I will admit it took me a while to warm up to LinkedIn. I was an early adopter, but I didn’t really grok what the social media platform was all about.
In its early days, I don’t think LinkedIn was too sure of itself either, for that matter.
I had a routine: every Friday afternoon before shutting down the computer and heading home for the weekend, I would devote 10 minutes to expanding my network — thematically. One week the theme might be perky-looking blonde women, the next, guys in toques or people with body parts of other people visible in their photo or people in candid action shots. It was, to say the least, not an especially effective or professional way to build an effective professional network.
But I finally caught on, joining groups, getting endorsed, endorsing, posting the (very) occasional article. I used LinkedIn for hiring several times, and actually found some good candidates and employees through the platform.
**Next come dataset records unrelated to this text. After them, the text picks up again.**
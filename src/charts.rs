//! Per-product chart data and its JSON export.

use std::collections::HashSet;
use std::fs;
use std::path::{Path, PathBuf};

use tracing::{info, warn};

use crate::error::WriteError;
use crate::model::{ProductChart, SeriesPoint};
use crate::sweep::ProductAnalysis;

/// Samples drawn along the fitted curve.
pub const CURVE_SAMPLES: usize = 100;

/// Chart data for one analysed product from its `(delta, adjusted price)`
/// pairs, or `None` if none of its rows survived.
pub fn product_chart(
    analysis: &ProductAnalysis,
    adjusted_prices: Vec<(f64, f64)>,
) -> Option<ProductChart> {
    if adjusted_prices.is_empty() {
        return None;
    }

    Some(ProductChart {
        product_id: analysis.series.product_id.clone(),
        series: analysis
            .series
            .transactions
            .iter()
            .map(|t| SeriesPoint { price: t.price, quantity: t.quantity })
            .collect(),
        model: analysis.elasticity.model(),
        historical_optimal_price: analysis.historical_optimal_price,
        demand_target_price: analysis.elasticity.demand_price(),
        adjusted_prices,
    })
}

impl ProductChart {
    /// `samples` evenly spaced points of the fitted curve between the lowest
    /// and highest observed price. Empty without a model.
    pub fn fitted_curve(&self, samples: usize) -> Vec<[f64; 2]> {
        let Some(model) = self.model else {
            return Vec::new();
        };
        let Some((lo, hi)) = self.price_range() else {
            return Vec::new();
        };
        if samples < 2 {
            return vec![[lo, model.quantity_at(lo)]];
        }
        let step = (hi - lo) / (samples - 1) as f64;
        (0..samples)
            .map(|i| {
                let p = lo + step * i as f64;
                [p, model.quantity_at(p)]
            })
            .filter(|[_, q]| q.is_finite())
            .collect()
    }

    pub fn price_range(&self) -> Option<(f64, f64)> {
        let mut prices = self.series.iter().map(|s| s.price);
        let first = prices.next()?;
        Some(prices.fold((first, first), |(lo, hi), p| (lo.min(p), hi.max(p))))
    }
}

#[derive(serde::Serialize)]
struct ChartFile<'a> {
    #[serde(flatten)]
    chart: &'a ProductChart,
    fitted_curve: Vec<[f64; 2]>,
}

/// File-name safe version of a part number.
pub fn file_stem(product_id: &str) -> String {
    let stem: String = product_id
        .chars()
        .map(|c| if c.is_ascii_alphanumeric() || c == '-' || c == '_' { c } else { '_' })
        .collect();
    format!("prices_{}", stem)
}

/// Write one `prices_<id>.json` per chart into `dir`. Part numbers that
/// sanitise to a stem already used in this batch get a `_2`, `_3`, ...
/// suffix.
pub fn write_charts(dir: &Path, charts: &[ProductChart]) -> Result<Vec<PathBuf>, WriteError> {
    fs::create_dir_all(dir)?;
    let mut written = Vec::with_capacity(charts.len());
    let mut used: HashSet<String> = HashSet::with_capacity(charts.len());
    for chart in charts {
        let base = file_stem(&chart.product_id);
        let mut stem = base.clone();
        let mut n = 2;
        while !used.insert(stem.clone()) {
            stem = format!("{}_{}", base, n);
            n += 1;
        }
        if stem != base {
            warn!(product = %chart.product_id, file = %stem, "chart file name taken, using suffix");
        }
        let path = dir.join(format!("{}.json", stem));
        let body = ChartFile {
            chart,
            fitted_curve: chart.fitted_curve(CURVE_SAMPLES),
        };
        fs::write(&path, serde_json::to_string_pretty(&body)?)?;
        written.push(path);
    }
    info!(dir = %dir.display(), count = written.len(), "chart data written");
    Ok(written)
}

#[cfg(test)]
mod tests {
    use super::*;
    use crate::model::ElasticityModel;

    fn chart() -> ProductChart {
        ProductChart {
            product_id: "AB/12".to_string(),
            series: vec![
                SeriesPoint { price: 28000.0, quantity: 5 },
                SeriesPoint { price: 27000.0, quantity: 9 },
                SeriesPoint { price: 30000.0, quantity: 2 },
            ],
            model: Some(ElasticityModel { elasticity: -2.0, intercept: 22.0 }),
            historical_optimal_price: Some(28000.0),
            demand_target_price: None,
            adjusted_prices: vec![(0.05, 28000.0), (0.06, 28000.0)],
        }
    }

    #[test]
    fn test_fitted_curve_spans_price_range() {
        let curve = chart().fitted_curve(CURVE_SAMPLES);
        assert_eq!(curve.len(), CURVE_SAMPLES);
        assert_eq!(curve[0][0], 27000.0);
        assert!((curve[CURVE_SAMPLES - 1][0] - 30000.0).abs() < 1e-6);
        assert!(curve[0][1] > curve[CURVE_SAMPLES - 1][1]);
    }

    #[test]
    fn test_fitted_curve_without_model() {
        let mut c = chart();
        c.model = None;
        assert!(c.fitted_curve(10).is_empty());
    }

    #[test]
    fn test_file_stem_sanitises() {
        assert_eq!(file_stem("AB/12 x"), "prices_AB_12_x");
    }

    #[test]
    fn test_write_charts() {
        let dir = tempfile::tempdir().unwrap();
        let paths = write_charts(dir.path(), &[chart()]).unwrap();
        assert_eq!(paths.len(), 1);

        let text = fs::read_to_string(&paths[0]).unwrap();
        let value: serde_json::Value = serde_json::from_str(&text).unwrap();
        assert_eq!(value["product_id"], "AB/12");
        assert_eq!(value["fitted_curve"].as_array().unwrap().len(), CURVE_SAMPLES);
        assert!(value["demand_target_price"].is_null());
    }

    #[test]
    fn test_write_charts_colliding_stems_kept_apart() {
        let dir = tempfile::tempdir().unwrap();
        let mut slash = chart();
        slash.product_id = "A/1".to_string();
        let mut underscore = chart();
        underscore.product_id = "A_1".to_string();
        let mut suffixed = chart();
        suffixed.product_id = "A_1_2".to_string();

        let paths = write_charts(dir.path(), &[slash, underscore, suffixed]).unwrap();
        let names: Vec<String> = paths
            .iter()
            .map(|p| p.file_name().unwrap().to_string_lossy().into_owned())
            .collect();
        assert_eq!(names, vec!["prices_A_1.json", "prices_A_1_2.json", "prices_A_1_2_2.json"]);
        assert_eq!(fs::read_dir(dir.path()).unwrap().count(), 3);

        let text = fs::read_to_string(&paths[1]).unwrap();
        let value: serde_json::Value = serde_json::from_str(&text).unwrap();
        assert_eq!(value["product_id"], "A_1");
    }
}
But it was there, in the hiring process, that I began to have a problem with LinkedIn.
I have only two hard and fast rules about LinkedIn: I don’t ask to connect with co-workers and I don’t ask to connect with clients. Why? Because I want to avoid being in the awkward position of firing someone I’m connected to or being fired by a connected client.
So imagine my dismay when I received an offer to connect from someone who is applying for a job at NewmanPR. Similar to my existing LinkedIn rules, I don’t want to connect with someone I will probably reject for a job, or worse, someone who I might end up hiring and thereby violate LinkedIn Rule 1.
But there’s more to it than that. If you are applying for a job with our agency, chances are that you are either recently graduated from college or are at most a year or so out of school. I know what’s in it for you to connect with me and gain access to my network with all its guys wearing toques, but what’s in it for me to connect with you? Would it make me appear to be more mentor-like? Would other people in my network think it’s creepy to be all connected up with a bunch of young women (face it — 90 percent of people in PR are women) who are young enough to be my daughter? What would the toque guys say?
Worse still, it shows a lack of judgment on the part of the applicant. Does she really think it will help her prospects to ask for a connection? It won’t. In fact, it hurts her prospects — with extreme prejudice.
I have never hired someone who has asked to be connected on LinkedIn and I never will. Because no matter how great their resume or how well they did in the interview, I will always have that little nagging doubt about their professional judgment.
So, applicants for a job at NewmanPR, don’t ask me to connect on LinkedIn. The guys in toques won’t like it.